- How to complete this task
In the listing below, the answer starts at the line that has "for entity in" and stops after the line that has "config.events.spawn_chance = 1.0;"; please repeat that part exactly and nothing more.

- Exercise materials

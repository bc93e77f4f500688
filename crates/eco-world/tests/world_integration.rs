//! End-to-end checks of the tick engine through its public API.

use eco_core::{
    BiomeType, EnvironmentalEventType, EventConfig, GeologicalEventType, GridCoord, Position,
    SimulationConfig, WorldConfig,
};
use eco_world::notifications::EndReason;
use eco_world::{
    BiomeClassifier, ConstantWind, EventEngine, Notification, Simulation, SpatialGrid,
};
use rand::SeedableRng;
use rand_chacha::ChaCha8Rng;
use std::collections::BTreeMap;

fn world(seed: u64, entities: usize) -> SimulationConfig {
    let mut config = SimulationConfig {
        seed,
        num_ticks: 20,
        initial_entities: entities,
        initial_plants: 60,
        world: WorldConfig {
            grid_width: 32,
            grid_height: 32,
            world_width: 320.0,
            world_height: 320.0,
        },
        ..Default::default()
    };
    config.metrics_interval = 10;
    config
}

/// World with no random events or geology
fn quiet_world(seed: u64, entities: usize) -> SimulationConfig {
    let mut config = world(seed, entities);
    config.events.spawn_chance = 0.0;
    config.geology.spawn_chance = 0.0;
    config
}

fn uniform_grid(size: usize, biome_at: impl Fn(GridCoord) -> BiomeType) -> SpatialGrid {
    let mut grid = SpatialGrid::new(&WorldConfig {
        grid_width: size,
        grid_height: size,
        world_width: size as f64,
        world_height: size as f64,
    })
    .unwrap();
    for coord in grid.coords().collect::<Vec<_>>() {
        grid.set_biome(coord, biome_at(coord));
    }
    grid
}

#[test]
fn test_same_seed_builds_same_world() {
    let mut config = world(42, 80);
    config.geology.spawn_chance = 0.3;
    config.terrain.erosion_interval = 5;
    let mut a = Simulation::new(config.clone()).unwrap();
    let mut b = Simulation::new(config).unwrap();

    assert_eq!(a.topology(), b.topology());
    assert_eq!(a.grid_snapshot().biomes(), b.grid_snapshot().biomes());

    let initial = a.topology().clone();
    let mut eroded = 0.0;
    let mut geological = 0;
    for _ in 0..25 {
        let ra = a.step().unwrap();
        let rb = b.step().unwrap();
        assert_eq!(ra.notifications, rb.notifications);
        assert_eq!(ra.stats, rb.stats);
        eroded += ra.eroded;
        geological += ra
            .notifications
            .iter()
            .filter(|n| matches!(n, Notification::GeologicalEvent { .. }))
            .count();
    }
    assert!(eroded > 0.0 || geological > 0);
    assert_ne!(a.topology(), &initial);
    assert_eq!(a.topology(), b.topology());
    assert_eq!(a.entities(), b.entities());
    assert_eq!(a.grid_snapshot().biomes(), b.grid_snapshot().biomes());
}

#[test]
fn test_different_seeds_differ() {
    let a = Simulation::new(world(1, 10)).unwrap();
    let b = Simulation::new(world(2, 10)).unwrap();
    assert_ne!(a.topology(), b.topology());
}

#[test]
fn test_classify_twice_gives_same_biome() {
    let config = quiet_world(7, 0);
    let sim = Simulation::new(SimulationConfig {
        world: WorldConfig {
            grid_width: 20,
            grid_height: 20,
            world_width: 200.0,
            world_height: 200.0,
        },
        ..config.clone()
    })
    .unwrap();
    let classifier = BiomeClassifier::new(config.biome.clone(), 20, 20, config.seed).unwrap();

    let first = classifier.classify(sim.topology(), 0, 0).unwrap();
    let second = classifier.classify(sim.topology(), 0, 0).unwrap();
    assert_eq!(first, second);
    assert_eq!(sim.grid_snapshot().biome_at(GridCoord::new(0, 0)), first);
}

#[test]
fn test_grid_matches_arenas_after_every_tick() {
    let mut sim = Simulation::new(world(3, 90)).unwrap();
    for _ in 0..10 {
        sim.step().unwrap();
        let grid = sim.grid_snapshot();

        let listed: usize = grid.iter().map(|(_, cell)| cell.entities.len()).sum();
        assert_eq!(listed, sim.entities().len());
        for entity in sim.entities() {
            assert!(entity.is_alive());
            let cell = grid.cell_for(entity.position);
            assert!(cell.entities.contains(&entity.id));
        }

        let plants: usize = grid.iter().map(|(_, cell)| cell.plants.len()).sum();
        assert_eq!(plants, sim.plants().len());
        for plant in sim.plants() {
            assert!(grid.cell_for(plant.position).plants.contains(&plant.id));
        }
    }
}

#[test]
fn test_event_durations_count_down_and_growth_never_reverses() {
    let mut config = world(5, 20);
    config.events.spawn_chance = 1.0;
    let mut sim = Simulation::new(config).unwrap();

    let mut previous: BTreeMap<u32, (i64, f64, usize)> = BTreeMap::new();
    for _ in 0..30 {
        sim.step().unwrap();
        for event in sim.active_events() {
            if let Some((duration, radius, affected)) = previous.get(&event.id.0) {
                assert_eq!(event.duration, duration - 1);
                assert!(event.radius >= *radius);
                assert!(event.radius <= event.max_radius);
                assert!(event.affected_cells.len() >= *affected);
            }
            assert!(event.duration > 0);
        }
        previous = sim
            .active_events()
            .iter()
            .map(|e| (e.id.0, (e.duration, e.radius, e.affected_cells.len())))
            .collect();
    }
}

#[test]
fn test_every_started_event_ends_once() {
    let mut config = world(9, 20);
    config.events.spawn_chance = 0.5;
    config.num_ticks = 80;
    let mut sim = Simulation::new(config).unwrap();

    let mut started = Vec::new();
    let mut ended = Vec::new();
    let result = sim
        .run_with(|report| {
            for notification in &report.notifications {
                match notification {
                    Notification::EventStart { event_id, .. } => started.push(*event_id),
                    Notification::EventEnd { event_id, .. } => ended.push(*event_id),
                    _ => {}
                }
            }
        })
        .unwrap();

    assert_eq!(result.notifications.event_start as usize, started.len());
    assert_eq!(result.notifications.event_end as usize, ended.len());
    let mut unique = ended.clone();
    unique.sort();
    unique.dedup();
    assert_eq!(unique.len(), ended.len());
    for id in &ended {
        assert!(started.contains(id));
    }
    assert_eq!(started.len(), ended.len() + sim.active_events().len());
}

#[test]
fn test_wildfire_spreads_through_forest() {
    let mut grid = uniform_grid(20, |_| BiomeType::Forest);
    let mut engine = EventEngine::new(EventConfig::default()).unwrap();
    let mut rng = ChaCha8Rng::seed_from_u64(11);
    let wind = ConstantWind::new(0.0, 1.0);

    let (id, _) = engine.spawn_at(
        EnvironmentalEventType::Wildfire,
        Position::new(10.0, 10.0),
        &grid,
        0,
        &mut rng,
    );
    let start = engine.get(id).unwrap().position;
    assert_eq!(engine.get(id).unwrap().radius, 2.0);
    assert_eq!(engine.get(id).unwrap().max_radius, 8.0);

    for tick in 1..=5 {
        engine.update(&mut grid, &wind, tick, &mut rng);
    }

    let fire = engine.get(id).unwrap();
    assert!(!fire.affected_cells.is_empty());
    assert!(fire.wind_sensitive);
    assert_ne!(fire.position, start);
    for (coord, before) in &fire.affected_cells {
        assert_eq!(*before, BiomeType::Forest);
        assert_eq!(grid.biome_at(*coord), BiomeType::Wasteland);
    }
}

#[test]
fn test_water_weakens_fire_on_the_shore() {
    let mut grid = uniform_grid(20, |c| if c.x < 10 { BiomeType::Forest } else { BiomeType::Water });
    let mut engine = EventEngine::new(EventConfig::default()).unwrap();
    let mut rng = ChaCha8Rng::seed_from_u64(4);
    let wind = ConstantWind::new(0.0, 0.5);

    let (id, _) = engine.spawn_at(
        EnvironmentalEventType::Wildfire,
        Position::new(8.0, 10.0),
        &grid,
        0,
        &mut rng,
    );
    let initial = engine.get(id).unwrap().intensity;

    let mut ended_weaker = false;
    for tick in 1..=10 {
        for notification in engine.update(&mut grid, &wind, tick, &mut rng) {
            if let Notification::EventEnd { event_id, details, .. } = notification {
                if event_id == id {
                    assert_eq!(details.reason, EndReason::Extinguished);
                    ended_weaker = details.final_intensity < initial;
                }
            }
        }
    }

    match engine.get(id) {
        Some(fire) => assert!(fire.intensity < initial),
        None => assert!(ended_weaker),
    }
    for x in 10..20 {
        for y in 0..20 {
            assert_eq!(grid.biome_at(GridCoord::new(x, y)), BiomeType::Water);
        }
    }
}

#[test]
fn test_event_removed_on_the_tick_it_ends() {
    let mut grid = uniform_grid(20, |c| if c.x < 10 { BiomeType::Forest } else { BiomeType::Water });
    let config = EventConfig::default();
    let termination = config.termination_intensity;
    let mut engine = EventEngine::new(config).unwrap();
    let mut rng = ChaCha8Rng::seed_from_u64(4);
    let wind = ConstantWind::new(0.0, 0.5);

    let (id, _) = engine.spawn_at(
        EnvironmentalEventType::Wildfire,
        Position::new(9.0, 10.0),
        &grid,
        0,
        &mut rng,
    );

    let mut intensities = vec![engine.get(id).unwrap().intensity];
    let mut ended_at = None;
    for tick in 1..=50 {
        let was_active = engine.get(id).is_some();
        let notifications = engine.update(&mut grid, &wind, tick, &mut rng);
        let ended_now = notifications
            .iter()
            .any(|n| matches!(n, Notification::EventEnd { event_id, .. } if *event_id == id));

        for event in engine.active() {
            assert!(event.intensity > termination);
            assert!(event.duration > 0);
        }

        match engine.get(id) {
            Some(fire) => {
                assert!(!ended_now);
                intensities.push(fire.intensity);
            }
            None if was_active => {
                assert!(ended_now, "fire vanished at tick {} without an end notification", tick);
                ended_at = Some(tick);
            }
            None => assert!(!ended_now),
        }
    }

    assert!(ended_at.is_some());
    for pair in intensities.windows(2) {
        assert!(pair[1] <= pair[0]);
    }
}

#[test]
fn test_population_size_does_not_change_mean_energy() {
    let mut small = Simulation::new(quiet_world(21, 40)).unwrap();
    let mut large = Simulation::new(quiet_world(21, 60)).unwrap();

    for _ in 0..10 {
        small.step().unwrap();
        large.step().unwrap();
    }

    assert!(small.stats().living > 0 && large.stats().living > 0);
    let delta = small.stats().mean_energy_delta(large.stats());
    assert!(delta < 0.05, "mean energy differs by {}", delta);
}

#[test]
fn test_pooled_world_matches_sequential_world() {
    let mut pooled = quiet_world(8, 120);
    pooled.updater.parallel_threshold = 10;
    let mut sequential = quiet_world(8, 120);
    sequential.updater.parallel_threshold = usize::MAX;

    let mut a = Simulation::new(pooled).unwrap();
    let mut b = Simulation::new(sequential).unwrap();
    for _ in 0..8 {
        let ra = a.step().unwrap();
        let rb = b.step().unwrap();
        assert!(ra.parallel);
        assert!(!rb.parallel);
        assert_eq!(ra.stats, rb.stats);
    }
    assert_eq!(a.entities(), b.entities());
}

#[test]
fn test_uplift_raises_cell_while_active() {
    let mut config = quiet_world(13, 0);
    config.terrain.erosion_interval = 10_000;
    let mut sim = Simulation::new(config).unwrap();

    let center = sim
        .topology()
        .coords()
        .filter(|c| sim.topology().get(*c).hardness < 0.9)
        .min_by(|a, b| {
            let ea = sim.topology().get(*a).elevation;
            let eb = sim.topology().get(*b).elevation;
            ea.total_cmp(&eb)
        })
        .unwrap();

    sim.trigger_geological_event(GeologicalEventType::MountainUplift, center, 3.0, 0.5, 6)
        .unwrap();

    let mut saw_notification = false;
    for _ in 0..6 {
        let before = *sim.topology().get(center);
        let report = sim.step().unwrap();
        saw_notification |= report
            .notifications
            .iter()
            .any(|n| matches!(n, Notification::GeologicalEvent { event_type: GeologicalEventType::MountainUplift, .. }));
        let after = *sim.topology().get(center);
        assert!(after.elevation > before.elevation);
        assert!(after.hardness > before.hardness);
    }
    assert!(saw_notification);
    assert!(sim.geological_events().is_empty());

    let (low, high) = sim.config().terrain.elevation_bounds;
    for cell in sim.topology().cells() {
        assert!(cell.elevation >= low && cell.elevation <= high);
    }
}

#[test]
fn test_terrain_is_sane() {
    let sim = Simulation::new(world(17, 0)).unwrap();
    let (low, high) = sim.config().terrain.elevation_bounds;
    for cell in sim.topology().cells() {
        assert!(cell.elevation.is_finite());
        assert!(cell.elevation >= low && cell.elevation <= high);
        assert!((0.0..=1.0).contains(&cell.slope));
        assert!((0.0..=1.0).contains(&cell.hardness));
        assert!(cell.water_level >= 0.0);
    }
    let counts = sim.grid_snapshot().biome_counts();
    assert_eq!(counts.values().sum::<usize>(), 32 * 32);
}

#[test]
fn test_config_round_trips_through_json() {
    let config = world(99, 12);
    let json = serde_json::to_string(&config).unwrap();
    let parsed = SimulationConfig::from_json(&json).unwrap();
    assert_eq!(parsed.seed, 99);
    assert_eq!(parsed.initial_entities, 12);
    assert!(SimulationConfig::from_json("{\"seed\": 1}").is_err());
}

- Response to the exercise
        for entity in sim.entities() {
            assert!(entity.is_alive());
            let cell = grid.cell_for(entity.position);
            assert!(cell.entities.contains(&entity.id));
        }

        let plants: usize = grid.iter().map(|(_, cell)| cell.plants.len()).sum();
        assert_eq!(plants, sim.plants().len());
        for plant in sim.plants() {
            assert!(grid.cell_for(plant.position).plants.contains(&plant.id));
        }
    }
}

#[test]
fn test_event_durations_count_down_and_growth_never_reverses() {
    let mut config = world(5, 20);
    config.events.spawn_chance = 1.0;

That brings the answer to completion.